Eager to deploy a technology that’s disrupting the staid practice of surveying nationwide, Jones sued last month, accusing the board of violating his First Amendment rights.
“I would just like to have the right back to fly,” Jones said. “I don’t feel like I’m offering any surveying, and more or less, I’m telling people this is not accurate mapping, this is only for visual, and all of my clients understood that.”
Jones is one of many drone pilots coming into conflict with regulations designed to protect surveying professionals, whose exclusive roles are being disrupted now that it’s possible to nearly precisely combine line drawings with images to resolve property disputes better.
According to David Benowitz, the head of research at Drone Analyst and a former employee at DJI, the world’s largest commercial drone manufacturer, Jones’s lawsuit represents the cutting edge of this coming disruption. “This has been rumored about and talked about for years now. Drones have changed the game in surveying.”
The challenge goes both ways: Surveyors would need Federal Aviation Administration approval to fly drones professionally, and drone operators would need to pass state licensing exams to produce legal surveys. Neither side wants to take on the training and expenses.
But Kurt Carraway, executive director of the Applied Aviation Research Center at Kansas State University, said licensing boards should do more to embrace partnerships by researching the accuracy of drone mapping and encouraging the use of drones, particularly in places where a surveyor can’t safely do the work.
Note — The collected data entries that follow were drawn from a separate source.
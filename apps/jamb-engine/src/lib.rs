#![deny(clippy::wildcard_imports)]
#![cfg_attr(test, allow(clippy::wildcard_imports))]

pub mod config;
pub mod domain;
pub mod errors;
pub mod game;
pub mod telemetry;

// Re-exports for public API
pub use config::{ConfigError, GameConfig};
pub use domain::{
    Category, CellRef, Column, GameTransition, PlayerId, PlayerSheet, ScoreSnapshot, TurnPhase,
};
pub use errors::{DomainError, ErrorCode, ValidationKind};
pub use game::{Game, Subscriber};

// Auto-initialize logging for unit tests
#[cfg(test)]
#[ctor::ctor]
fn init_test_logging() {
    engine_test_support::logging::init();
}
“I would think that with the continued development of technologies and positional accuracy that it’s likely that drone data can be captured in a way that is compliant with those surveying standards,” Carraway said.
A final notice Jones got from the board in 2019 ordered him to stop engaging in “mapping, surveying, and photogrammetry, stating accuracy, providing location and dimension data, and producing orthomosaic maps, quantities, and topographic information. The board declined to comment to The Associated Press but said it would file a formal response to the lawsuit.
Jones, 44, of Goldsboro, said he couldn’t afford a lawyer, so he abandoned drone mapping, resulting in over $10,000 in lost business. This January, a libertarian law firm offered to represent him.
Sam Gedge, an attorney at the Institute for Justice, plans to argue that Jones has the right to freedom of speech by taking photos and videos and producing artwork for clients. He’s seen similar disputes in Mississippi, Oregon, and California.
In the Mississippi case, the Virginia-based law firm reached a settlement in December that allows Vizaline, a real estate analytics firm accused of performing unlicensed surveying, to use public data to draw property lines on satellite photos.
“Many states have enforced their laws in a way that is under the radar,” Gedge said. “They just send warning letters to people … and for most people who receive that letter, as Michael did, you’re gonna knock it off because nobody wants to be the target of a government enforcement proceeding.”
Lappert said he understands the board’s desire to protect an industry that has consistently been undercut in recent years by unlicensed drone operators who can do a less-than-accurate job for substantially less money. “Inexperienced people are going out and taking jobs and sub-par delivering on what the actual technology can do,” he said.
He’s compromised by partnering as a sub-contractor with engineering firms or surveying companies, but he’d like to do the work independently. Service work is the best bang for the buck,” Lappert said. “I can go out in one day and make $25,000 doing service work versus it might take me three months to sell a $100,000 drone.